▶ [What you are asked to do] Work out how many lines of the data hold the string "delimited", and reply with that number alone.

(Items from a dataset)
========================

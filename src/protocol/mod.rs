//! VPCA wire protocol.
//!
//! Every message is a JSON object with one top-level key naming its kind.
//! Inbound messages are newline-delimited; several may arrive in one
//! transport delivery.
//!
//! # Protocol Overview
//!
//! | Message Type | Direction | Purpose |
//! |--------------|-----------|---------|
//! | `Request` (`W*`) | Client → Server | Fetch, subscribe, write |
//! | `Message` (`M*`) | Server → Client | Response or pushed value |
//!
//! # Modules
//!
//! | Module | Description |
//! |--------|-------------|
//! | `frame` | Newline-delimited reassembly |
//! | `kind` | Request/response kind tags and their correspondence |
//! | `message` | Decoded inbound messages |
//! | `request` | Outbound request builders |

// ============================================================================
// Submodules
// ============================================================================

/// Newline-delimited frame reassembly.
pub mod frame;

/// Request and response kind tags.
pub mod kind;

/// Decoded inbound messages.
pub mod message;

/// Outbound request messages.
pub mod request;

// ============================================================================
// Re-exports
// ============================================================================

pub use frame::FrameAssembler;
pub use kind::{RequestKind, ResponseKind};
pub use message::Message;
pub use request::{PushRates, Request};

========================

▶ [Exercise output] 3